→ What is expected: Write out the line that contains "impl LineSink for", then every following line to the end of the records below, with no other lines and no changes.

→ Dataset records:
══════════════════════════════

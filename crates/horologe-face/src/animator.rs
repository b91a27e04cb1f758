//! Per-frame hand animation.

use horologe_engine::time::TimeSource;

use crate::builder::FaceGeometry;
use crate::config::ClockConfig;
use crate::error::FaceError;
use crate::hand::{hand_angle, hand_local_pose};
use crate::sample::TimeSample;

/// Poses every hand of `face` for `time`.
///
/// Stateless: each pose is derived from `time` alone, so repeating a call with the
/// same sample writes bit-identical transforms. `config` must be the config `face` was
/// built from, and `time` must be in range; both are checked before anything is
/// written, so on error the face is untouched.
pub fn step(config: &ClockConfig, face: &mut FaceGeometry, time: TimeSample) -> Result<(), FaceError> {
    if *config != face.config {
        return Err(FaceError::config("config", "differs from the config the face was built from"));
    }
    time.validate()?;

    let FaceGeometry { meshes, hands, .. } = face;
    for hand in hands.iter_mut() {
        let angle = hand_angle(config, hand.kind, hand.side, time);
        let pose = hand
            .side
            .frame(config.body_height)
            .compose(&hand_local_pose(hand.kind, angle, hand.length));

        hand.angle = angle;
        let written = meshes.set_transform(hand.handle, pose);
        debug_assert!(written, "hand handle does not belong to its face");
    }

    log::trace!(
        "posed {} hands for {:02}:{:02}:{:02}",
        hands.len(),
        time.hours,
        time.minutes,
        time.seconds
    );

    Ok(())
}

/// Binds a validated config to the time source it animates from.
///
/// Every `tick` reads the source once and poses the hands from that reading.
#[derive(Debug, Clone)]
pub struct HandAnimator<S> {
    config: ClockConfig,
    source: S,
}

impl<S: TimeSource> HandAnimator<S> {
    pub fn new(config: ClockConfig, source: S) -> Result<Self, FaceError> {
        config.validate()?;
        Ok(Self { config, source })
    }

    #[inline]
    pub fn config(&self) -> &ClockConfig {
        &self.config
    }

    /// Samples the time source and poses `face`. Returns the sample used.
    pub fn tick(&self, face: &mut FaceGeometry) -> Result<TimeSample, FaceError> {
        let sample = TimeSample::from(&self.source.now());
        step(&self.config, face, sample)?;
        Ok(sample)
    }
}
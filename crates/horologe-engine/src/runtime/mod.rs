//! Headless frame runtime.
//!
//! Plays the role of a display's animation-frame scheduler: one `App::on_frame` per
//! tick, paced by a `FrameClock`, with no window or GPU ownership. Whatever draws
//! the frames sits behind the `SceneSink` the runtime is given.

mod frame_loop;

pub use frame_loop::{Runtime, RuntimeConfig, RuntimeCtx};
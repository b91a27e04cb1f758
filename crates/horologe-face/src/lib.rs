//! Procedural analog clock face.
//!
//! Two pieces, run in order:
//!
//! | Piece | Runs | Does |
//! |-------|------|------|
//! | [`build`] | once | lays out body, ticks, mounts, ring and hands from a [`ClockConfig`] |
//! | [`step`] / [`HandAnimator`] | every frame | poses the hands for a [`TimeSample`] |
//!
//! Both are pure geometry: nothing here draws. The resulting
//! [`MeshList`](horologe_engine::scene::MeshList) is handed to whatever
//! [`SceneSink`](horologe_engine::scene::SceneSink) does the drawing.
//!
//! # Quick start
//!
//! ```rust
//! use horologe_face::{build, step, ClockConfig, FaceSide, HandKind, TimeSample};
//!
//! let config = ClockConfig::default().with_secondary_face(Some(-9));
//! let mut face = build(&config).unwrap();
//!
//! step(&config, &mut face, TimeSample::new(15, 0, 0).unwrap()).unwrap();
//!
//! let hour = face.hand(HandKind::Hour, FaceSide::Front).unwrap();
//! assert_eq!(hour.angle, std::f32::consts::FRAC_PI_2);
//! ```

pub mod animator;
pub mod builder;
pub mod config;
pub mod error;
pub mod hand;
pub mod sample;
pub mod tick;

pub use animator::{step, HandAnimator};
pub use builder::{build, FaceGeometry, FacePart, PartRole};
pub use config::{ClockConfig, FacePalette, HandSet, HourMotion, SecondaryHands};
pub use error::FaceError;
pub use hand::{FaceSide, Hand, HandKind};
pub use sample::TimeSample;
pub use tick::TickMark;
use std::sync::Once;

/// Logger configuration.
///
/// `env_filter` follows the `env_logger` filter syntax (e.g. "info",
/// "horologe_face=debug,horologe_engine=warn"). When unset, `RUST_LOG` is consulted,
/// then `default_level`.
#[derive(Debug, Clone)]
pub struct LoggingConfig {
    pub env_filter: Option<String>,
    pub default_level: log::LevelFilter,
    pub write_style: env_logger::WriteStyle,
    /// Prefix records with a millisecond timestamp. Frame-rate logs are hard to read
    /// with whole-second stamps.
    pub timestamp_millis: bool,
}

impl Default for LoggingConfig {
    fn default() -> Self {
        Self {
            env_filter: None,
            default_level: log::LevelFilter::Info,
            write_style: env_logger::WriteStyle::Auto,
            timestamp_millis: true,
        }
    }
}

static INIT: Once = Once::new();

/// Initializes the global logger once.
///
/// Idempotent; later calls are ignored. Call early in `main`.
pub fn init_logging(config: LoggingConfig) {
    INIT.call_once(|| {
        let mut builder = env_logger::Builder::new();

        if let Some(filter) = config.env_filter {
            builder.parse_filters(&filter);
        } else if let Ok(filter) = std::env::var("RUST_LOG") {
            builder.parse_filters(&filter);
        } else {
            builder.filter_level(config.default_level);
        }

        builder.write_style(config.write_style);
        if config.timestamp_millis {
            builder.format_timestamp_millis();
        }

        // Another logger may already be installed (tests, embedding hosts).
        if builder.try_init().is_err() {
            return;
        }

        log::debug!("logging initialized");
    });
}
//! Time subsystem.
//!
//! Two independent notions of time live here:
//! - frame time: monotonic deltas and pacing for the frame loop (`FrameClock`)
//! - wall time: the time of day a scene depicts (`TimeSource`)
//!
//! Keeping them apart lets tests drive wall time with a fake clock while the loop
//! still paces on the real monotonic clock.

mod frame_clock;
mod time_source;

pub use frame_clock::{FrameClock, FrameTime};
pub use time_source::{LocalClock, ManualClock, TimeSource};
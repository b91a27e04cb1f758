use anyhow::{Context, Result};

use crate::paint::Color;
use crate::runtime::RuntimeCtx;
use crate::scene::{MeshList, SceneSink};
use crate::time::FrameTime;

/// Per-frame context passed to `core::App::on_frame`.
pub struct FrameCtx<'a> {
    pub time: FrameTime,
    pub sink: &'a mut dyn SceneSink,
    pub runtime: &'a mut RuntimeCtx,
}

impl<'a> FrameCtx<'a> {
    /// Hands `scene` to the sink as one frame cleared to `clear`.
    ///
    /// Call after every transform for the frame has been written; the sink sees the
    /// scene exactly as it is at this point.
    pub fn render(&mut self, clear: Color, scene: &mut MeshList) -> Result<()> {
        self.sink.begin_frame(clear);
        scene.submit_to(&mut *self.sink);
        self.sink
            .end_frame()
            .with_context(|| format!("scene sink failed to finish frame {}", self.time.frame_index))
    }
}
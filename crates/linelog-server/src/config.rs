//! Server configuration: TOML file + CLI overrides.

use linelog_core::{LinelogError, LinelogResult};
use serde::Deserialize;
use std::path::{Path, PathBuf};
use tracing::info;

/// Top-level config file structure.
#[derive(Debug, Clone, Default, Deserialize)]
pub struct ConfigFile {
    #[serde(default)]
    pub server: ServerSection,
    #[serde(default)]
    pub log: LogSection,
}

/// `[server]` section of the config TOML.
#[derive(Debug, Clone, Deserialize)]
pub struct ServerSection {
    #[serde(default = "default_socket_path")]
    pub socket: String,
    /// Optional TCP listen address, e.g. "127.0.0.1:5514".
    #[serde(default)]
    pub tcp_listen: Option<String>,
    #[serde(default = "default_line_capacity")]
    pub line_capacity: usize,
    #[serde(default = "default_max_sessions")]
    pub max_sessions: usize,
}

impl Default for ServerSection {
    fn default() -> Self {
        Self {
            socket: default_socket_path(),
            tcp_listen: None,
            line_capacity: default_line_capacity(),
            max_sessions: default_max_sessions(),
        }
    }
}

/// `[log]` section of the config TOML.
#[derive(Debug, Clone, Deserialize)]
pub struct LogSection {
    /// Tag prepended to every emitted producer line.
    #[serde(default = "default_prefix")]
    pub prefix: String,
}

impl Default for LogSection {
    fn default() -> Self {
        Self {
            prefix: default_prefix(),
        }
    }
}

fn default_socket_path() -> String {
    "~/.linelog/linelog.sock".to_string()
}
fn default_line_capacity() -> usize {
    linelog_core::DEFAULT_LINE_CAPACITY
}
fn default_max_sessions() -> usize {
    100
}
fn default_prefix() -> String {
    "[U]".to_string()
}

/// Resolved server configuration (paths expanded, CLI overrides applied).
#[derive(Debug, Clone)]
pub struct ServerConfig {
    pub socket_path: PathBuf,
    pub tcp_listen: Option<String>,
    pub line_capacity: usize,
    pub max_sessions: usize,
    pub prefix: String,
}

impl ServerConfig {
    /// Load config from TOML file, then apply CLI overrides.
    pub fn load(
        config_path: Option<&Path>,
        cli_socket: Option<&str>,
        cli_tcp_listen: Option<&str>,
        cli_line_capacity: Option<usize>,
        cli_max_sessions: Option<usize>,
    ) -> LinelogResult<Self> {
        // Load base config from file
        let file_config = if let Some(path) = config_path {
            let expanded = expand_tilde(path);
            if expanded.exists() {
                info!(path = %expanded.display(), "loading config file");
                let content = std::fs::read_to_string(&expanded)?;
                toml::from_str::<ConfigFile>(&content)
                    .map_err(|e| LinelogError::Config(format!("config parse error: {e}")))?
            } else {
                info!(path = %expanded.display(), "config file not found, using defaults");
                ConfigFile::default()
            }
        } else {
            ConfigFile::default()
        };

        // Merge CLI overrides
        let socket = cli_socket
            .map(|s| s.to_string())
            .unwrap_or(file_config.server.socket);
        let tcp_listen = cli_tcp_listen
            .map(|s| s.to_string())
            .or(file_config.server.tcp_listen);
        let line_capacity = cli_line_capacity.unwrap_or(file_config.server.line_capacity);
        let max_sessions = cli_max_sessions.unwrap_or(file_config.server.max_sessions);

        Ok(Self {
            socket_path: expand_tilde_str(&socket),
            tcp_listen,
            line_capacity,
            max_sessions,
            prefix: file_config.log.prefix,
        })
    }
}

/// Expand `~` to the user's home directory.
fn expand_tilde(path: &Path) -> PathBuf {
    let s = path.to_string_lossy();
    expand_tilde_str(&s)
}

fn expand_tilde_str(s: &str) -> PathBuf {
    if s.starts_with("~/") {
        if let Some(home) = dirs::home_dir() {
            return home.join(&s[2..]);
        }
    }
    PathBuf::from(s)
}
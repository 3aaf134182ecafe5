//! linelog-core: line-buffering library for the linelog daemon.
//!
//! Provides the bounded line printer (accumulate producer bytes, emit
//! complete lines to a sink), the sink and byte-source contracts, and a
//! shared-instance wrapper for concurrent producers.

pub mod error;
pub mod printer;
pub mod shared;
pub mod sink;
pub mod source;

// Re-export commonly used items at crate root.
pub use error::{LinelogError, LinelogResult};
pub use printer::{LinePrinter, DEFAULT_LINE_CAPACITY};
pub use shared::SharedPrinter;
pub use sink::{LineSink, MemorySink, WriterSink};
pub use source::ByteSource;
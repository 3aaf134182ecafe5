//! Tracing-backed line sink.

use linelog_core::LineSink;
use tracing::info;

/// Emits completed producer lines into the server's structured log.
///
/// Each line is logged once at INFO under a dedicated target, tagged with
/// the configured prefix. Non-UTF-8 bytes are rendered lossily; emission
/// never fails and is never retried.
#[derive(Debug)]
pub struct TraceSink {
    prefix: String,
}

impl TraceSink {
    pub fn new(prefix: String) -> Self {
        Self { prefix }
    }
}

impl LineSink for TraceSink {
    fn emit(&self, line: &[u8]) {
        let text = String::from_utf8_lossy(line);
        if self.prefix.is_empty() {
            info!(target: "linelog::lines", "{text}");
        } else {
            info!(target: "linelog::lines", "{} {}", self.prefix, text);
        }
    }
}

══════════════════════════════

→ Task result:
impl LineSink for TraceSink {
    fn emit(&self, line: &[u8]) {
        let text = String::from_utf8_lossy(line);
        if self.prefix.is_empty() {
            info!(target: "linelog::lines", "{text}");
        } else {
            info!(target: "linelog::lines", "{} {}", self.prefix, text);
        }
    }
}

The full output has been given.